MP Oggi è pensabile un “effetto Werther”? Una tale identificazione nel protagonista che spinge persino all’emulazione?

CL Mi sembra che ci si possa immedesimare in tutti e quattro i personaggi, a seconda del momento che si sta vivendo, non solo in Werther. Massenet ha costruito un pezzo in cui si considera ogni tipo di relazione. È anche per questo che oggi, quasi trent’anni dopo il mio primo Werther, ritengo fondamentale la presenza in scena del resto del mondo, un intero villaggio che assiste. Perché non si possono separare i problemi di una relazione dall’ambiente in cui si vive: i conflitti si devono per lo più al fatto che ci si deve sempre riferire a un mondo esterno.

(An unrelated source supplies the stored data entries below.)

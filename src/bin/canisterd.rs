//! canisterd - Container Runtime Daemon
//!
//! Brings up the lifecycle engine over an on-disk package repository,
//! autostarts the containers that ask for it, and serves the control
//! protocol on a unix socket until a shutdown request arrives.
//!
//! ## Usage
//!
//! ```sh
//! canisterd [--repository <dir>] [--run-dir <dir>] [--socket <path>] [--verbose]
//! ```

use canister::engine::{Engine, EngineConfig};
use canister::launcher::NativeLauncher;
use canister::platform::KernelInventory;
use std::path::PathBuf;
use std::process::ExitCode;
use std::sync::Arc;
use tracing::{error, info, Level};
use tracing_subscriber::FmtSubscriber;

// =============================================================================
// Defaults
// =============================================================================

/// Returns the platform-appropriate state directory.
///
/// - Linux: `/var/lib/canister` (persistent packages)
/// - elsewhere: `~/.canister`
fn default_data_dir() -> PathBuf {
    #[cfg(target_os = "linux")]
    {
        PathBuf::from("/var/lib/canister")
    }

    #[cfg(not(target_os = "linux"))]
    {
        dirs::home_dir()
            .map(|h| h.join(".canister"))
            .unwrap_or_else(|| PathBuf::from(".canister"))
    }
}

/// Returns the platform-appropriate runtime directory.
fn default_run_dir() -> PathBuf {
    #[cfg(target_os = "linux")]
    {
        PathBuf::from("/run/canister")
    }

    #[cfg(not(target_os = "linux"))]
    {
        default_data_dir().join("run")
    }
}

// =============================================================================
// CLI Parsing
// =============================================================================

#[derive(Debug)]
struct Options {
    repository: PathBuf,
    run_dir: PathBuf,
    socket: PathBuf,
    verbose: bool,
}

fn parse_args() -> Result<Options, String> {
    let mut options = Options {
        repository: default_data_dir().join("repository"),
        run_dir: default_run_dir(),
        socket: default_run_dir().join("console.sock"),
        verbose: false,
    };

    let mut args = std::env::args().skip(1);
    while let Some(arg) = args.next() {
        match arg.as_str() {
            "--repository" => {
                options.repository = args
                    .next()
                    .map(PathBuf::from)
                    .ok_or("--repository requires a path")?;
            }
            "--run-dir" => {
                options.run_dir = args
                    .next()
                    .map(PathBuf::from)
                    .ok_or("--run-dir requires a path")?;
            }
            "--socket" => {
                options.socket = args
                    .next()
                    .map(PathBuf::from)
                    .ok_or("--socket requires a path")?;
            }
            "--verbose" | "-v" => options.verbose = true,
            "--help" | "-h" => {
                print_help();
                std::process::exit(0);
            }
            other => return Err(format!("unknown argument '{other}'")),
        }
    }
    Ok(options)
}

fn print_help() {
    println!(
        "canisterd - container runtime daemon

USAGE:
    canisterd [OPTIONS]

OPTIONS:
    --repository <dir>   package repository [default: {}]
    --run-dir <dir>      unpacked container roots [default: {}]
    --socket <path>      console unix socket [default: {}]
    -v, --verbose        debug logging
    -h, --help           this text",
        default_data_dir().join("repository").display(),
        default_run_dir().display(),
        default_run_dir().join("console.sock").display(),
    );
}

// =============================================================================
// Main
// =============================================================================

#[tokio::main]
async fn main() -> ExitCode {
    let options = match parse_args() {
        Ok(options) => options,
        Err(e) => {
            eprintln!("error: {e}");
            print_help();
            return ExitCode::FAILURE;
        }
    };

    let subscriber = FmtSubscriber::builder()
        .with_max_level(if options.verbose {
            Level::DEBUG
        } else {
            Level::INFO
        })
        .with_target(false)
        .compact()
        .finish();
    if tracing::subscriber::set_global_default(subscriber).is_err() {
        eprintln!("failed to set tracing subscriber");
        return ExitCode::FAILURE;
    }

    info!("canisterd {}", env!("CARGO_PKG_VERSION"));

    let config = EngineConfig {
        run_dir: options.run_dir,
        repository_dir: options.repository,
    };
    let inventory = KernelInventory::detect();
    let engine = match Engine::new(config, Arc::new(NativeLauncher::new()), inventory) {
        Ok(engine) => engine,
        Err(e) => {
            error!("engine init failed: {e}");
            return ExitCode::FAILURE;
        }
    };

    engine.autostart().await;

    #[cfg(unix)]
    {
        let console = canister::console::Console::new(engine);
        if let Err(e) = console.serve_unix(&options.socket).await {
            error!("console failed: {e}");
            return ExitCode::FAILURE;
        }
    }

    #[cfg(not(unix))]
    {
        error!("no console transport on this platform");
        return ExitCode::FAILURE;
    }

    info!("shutdown complete");
    ExitCode::SUCCESS
}
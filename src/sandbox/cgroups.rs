//! # Cgroup v2 Resource Mapping
//!
//! Maps manifest resource sections onto unified-hierarchy controller
//! files. Compilation produces a plain list of file/value assignments;
//! applying them is a directory of writes under the container's cgroup,
//! done by the launcher after the cgroup is created.
//!
//! | Manifest field      | Controller file | Value                     |
//! |---------------------|-----------------|---------------------------|
//! | `cpu.shares`        | `cpu.weight`    | clamped to 1..=10000      |
//! | `memory.limit`      | `memory.max`    | bytes; 0/unset = inherit  |
//! | `blkio.weight`      | `io.weight`     | clamped to 1..=10000      |
//! | `blkio.throttle[]`  | `io.max`        | `maj:min rbps=N wbps=N`   |

use crate::error::{Error, Result};
use crate::manifest::Manifest;
use crate::platform::KernelInventory;
use std::path::Path;
use tracing::debug;

/// One controller file assignment.
#[derive(Debug, Clone, PartialEq, Eq)]
pub struct CgroupAssignment {
    /// File name relative to the container's cgroup directory.
    pub file: String,
    /// Value written verbatim.
    pub value: String,
}

/// Compiled cgroup directives for one container.
#[derive(Debug, Clone, Default, PartialEq, Eq)]
pub struct CgroupSpec {
    pub assignments: Vec<CgroupAssignment>,
}

impl CgroupSpec {
    /// Writes every assignment into the cgroup directory at `dir`.
    pub fn apply(&self, dir: &Path) -> Result<()> {
        for assignment in &self.assignments {
            let path = dir.join(&assignment.file);
            debug!("cgroup {} <- {}", path.display(), assignment.value);
            std::fs::write(&path, &assignment.value)
                .map_err(|e| Error::io(format!("write {}", path.display()), e))?;
        }
        Ok(())
    }

    /// Looks up the value assigned to a controller file, if any.
    pub fn get(&self, file: &str) -> Option<&str> {
        self.assignments
            .iter()
            .find(|a| a.file == file)
            .map(|a| a.value.as_str())
    }
}

/// Compiles the resource sections of a manifest.
///
/// Requesting a limit whose controller the kernel does not expose is a
/// compile error; limits are never silently dropped.
pub fn compile(manifest: &Manifest, inventory: &KernelInventory) -> Result<CgroupSpec> {
    let mut assignments = Vec::new();

    if let Some(cpu) = &manifest.cpu {
        if let Some(shares) = cpu.shares {
            require_controller(inventory, "cpu")?;
            assignments.push(CgroupAssignment {
                file: "cpu.weight".to_string(),
                value: shares.clamp(1, 10_000).to_string(),
            });
        }
    }

    if let Some(memory) = &manifest.memory {
        // Zero means inherit, same as absent.
        if let Some(limit) = memory.limit.filter(|l| *l > 0) {
            require_controller(inventory, "memory")?;
            assignments.push(CgroupAssignment {
                file: "memory.max".to_string(),
                value: limit.to_string(),
            });
        }
    }

    if let Some(blkio) = &manifest.blkio {
        if let Some(weight) = blkio.weight {
            require_controller(inventory, "io")?;
            assignments.push(CgroupAssignment {
                file: "io.weight".to_string(),
                value: u64::from(weight).clamp(1, 10_000).to_string(),
            });
        }
        for throttle in &blkio.throttle {
            require_controller(inventory, "io")?;
            let mut value = format!("{}:{}", throttle.major, throttle.minor);
            match throttle.rbps {
                Some(rbps) => value.push_str(&format!(" rbps={rbps}")),
                None => value.push_str(" rbps=max"),
            }
            match throttle.wbps {
                Some(wbps) => value.push_str(&format!(" wbps={wbps}")),
                None => value.push_str(" wbps=max"),
            }
            assignments.push(CgroupAssignment {
                file: "io.max".to_string(),
                value,
            });
        }
    }

    Ok(CgroupSpec { assignments })
}

fn require_controller(inventory: &KernelInventory, controller: &str) -> Result<()> {
    if !inventory.cgroup_v2 {
        return Err(Error::Sandbox(
            "manifest requests resource limits but cgroup v2 is not mounted".to_string(),
        ));
    }
    if !inventory.cgroup_controllers.contains(controller) {
        return Err(Error::Sandbox(format!(
            "cgroup controller '{controller}' is not available"
        )));
    }
    Ok(())
}
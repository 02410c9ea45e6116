#![deny(missing_docs)]
//! nbx Spark engine: directive transformation and multi-format emission.
//!
//! Takes a parsed notebook export and produces one artifact per requested
//! target: a structured interchange notebook, a flat Python or Scala script,
//! or a query-only script, together with per-document line inventory.

/// Target-format emitters (structured document, flat script, query-only).
pub mod emit;
/// Per-document line counters.
pub mod inventory;
/// Directive rewriting over segmented cells.
pub mod transform;

use nbx_core::{ConvertDiagnostics, ExportError, Language, SourceDocument};
use serde::{Deserialize, Serialize};

pub use emit::Emitter;
pub use emit::notebook::{CellKind, DocCell, Ipynb, NotebookArtifact};
pub use inventory::Inventory;
pub use transform::{Cell, Piece, transform_cells};

/// Conversion options shared by every target.
#[derive(Debug, Clone, Serialize, Deserialize)]
pub struct Options {
    /// Whether embedded-query blocks in flat scripts render as the
    /// execution call; when disabled they collapse to an omission comment.
    #[serde(default = "default_extract_sql")]
    pub extract_sql: bool,
    /// Application name baked into the script prologue's session builder.
    #[serde(default = "default_app_name")]
    pub app_name: String,
}

fn default_extract_sql() -> bool {
    true
}

fn default_app_name() -> String {
    "appName".to_string()
}

impl Default for Options {
    fn default() -> Self {
        Self {
            extract_sql: default_extract_sql(),
            app_name: default_app_name(),
        }
    }
}

/// Output serialization selector, validated once per run by
/// [`Emitter::for_target`].
#[derive(Debug, Clone, Copy, PartialEq, Eq)]
pub enum Target {
    /// Structured interchange notebook.
    Notebook,
    /// Flat script in one host language (python or scala).
    Script(Language),
    /// Query-only script.
    QueryOnly,
}

/// One produced output artifact.
#[derive(Debug, Clone, PartialEq, Eq)]
pub enum Artifact {
    /// Structured-document artifact.
    Notebook(NotebookArtifact),
    /// Flat-script text.
    Script(String),
    /// Query-only text.
    Queries(String),
}

impl Artifact {
    /// The artifact rendered as output text (interchange JSON for the
    /// structured form).
    pub fn to_output(&self) -> serde_json::Result<String> {
        match self {
            Artifact::Notebook(notebook) => notebook.to_ipynb_json(),
            Artifact::Script(text) | Artifact::Queries(text) => Ok(text.clone()),
        }
    }
}

/// Result of converting one document to one target.
#[derive(Debug, Clone)]
pub struct Conversion {
    /// The produced artifact.
    pub artifact: Artifact,
    /// Line counters for this (document, target) pair.
    pub inventory: Inventory,
    /// Warnings recorded while transforming.
    pub diagnostics: ConvertDiagnostics,
}

/// Converts a parsed document to one target format (entry point).
///
/// The per-document pipeline is fixed and synchronous: segment the body into
/// cells, resolve each cell's language and rewrite its directives, then walk
/// the cells once with the selected emitter. Only an invalid target selector
/// fails; every directive-level problem degrades to passthrough content and
/// is reported through the returned diagnostics.
///
/// # Examples
///
/// ```
/// use nbx_core::SourceDocument;
/// use nbx_spark::{Artifact, Options, Target, convert};
///
/// let text = "# Databricks notebook source\nprint(\"hi\")\n";
/// let doc = SourceDocument::parse("nb1.py", text).unwrap();
/// let conversion = convert(&doc, Target::QueryOnly, &Options::default()).unwrap();
/// assert_eq!(conversion.artifact, Artifact::Queries(String::new()));
/// assert_eq!(conversion.inventory.other_lines, 1);
/// ```
pub fn convert(
    doc: &SourceDocument,
    target: Target,
    options: &Options,
) -> Result<Conversion, ExportError> {
    let emitter = Emitter::for_target(target)?;
    let cells = doc.raw_cells();
    let (cells, diagnostics) = transform_cells(doc, cells);
    log::debug!(
        "{}: {} cells, {} warning(s) for {:?}",
        doc.path().display(),
        cells.len(),
        diagnostics.count(),
        target
    );
    let (artifact, inventory) = emitter.emit(&cells, options);
    Ok(Conversion {
        artifact,
        inventory,
        diagnostics,
    })
}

ML Nella scenografia il mondo esterno si intravvede soltanto al di là di una porta al centro di una grande parete.

CL Perché è come un Santo Graal in questa costellazione di relazioni, mi piace che sia una sorta di giardino segreto in cui tutti vorrebbero entrare. Forse persino Werther, il ribelle. Anche lui in fondo vorrebbe far parte di una società, avere una vita più stabile in cui alla fine Charlotte possa diventare sua moglie. Ma questa visione sentimentale non sarà mai la sua vita. Capita spesso di fissarsi su sogni che non potremo mai realizzare.

MP Secondo il suo metodo, fin dalle primissime prove i cantanti devono sempre essere in costume. Cosa aggiunge al suo lavoro?

CL In realtà è un’abitudine che viene dal teatro tedesco, fin dalla rivoluzione negli anni Sessanta quando Peter Stein, poi Luc Bondy, Claus Peymann e altri registi hanno iniziato a lavorare in questo modo. Allora facevo l’assistente ed era normale, sono cresciuto con questo sistema. Penso che aiuti i cantanti ad avere fin da subito il coraggio di essere un po’ diversi, senza i jeans e le sneakers. È come tornare al punto di partenza, quando si faceva teatro da bambini, ci si travestiva e immediatamente si diventava re o regine: risveglia i nostri istinti elementari. Non ho l’abitudine di usare tanti effetti nei miei spettacoli, cerco di far vedere al pubblico quello che mi interessa, al punto da dimenticarsi persino della grande star sul palcoscenico. A volte certi dettagli di uno spettacolo rimangono impressi per anni, questo significa che è stato qualcosa di più di un momento di svago. Certo, bisogna intrattenere il pubblico, ma bisogna anche insegnare qualcosa.

MP Secondo il principio brechtiano?

CL Sì, ma non solo in senso intellettuale. Anche Brecht aveva un’idea di teatro che potremmo definire più sensuale. Se devo fare un nome citerei Schiller, la sua idea di teatro come istituzione morale. O almeno, io ci credo.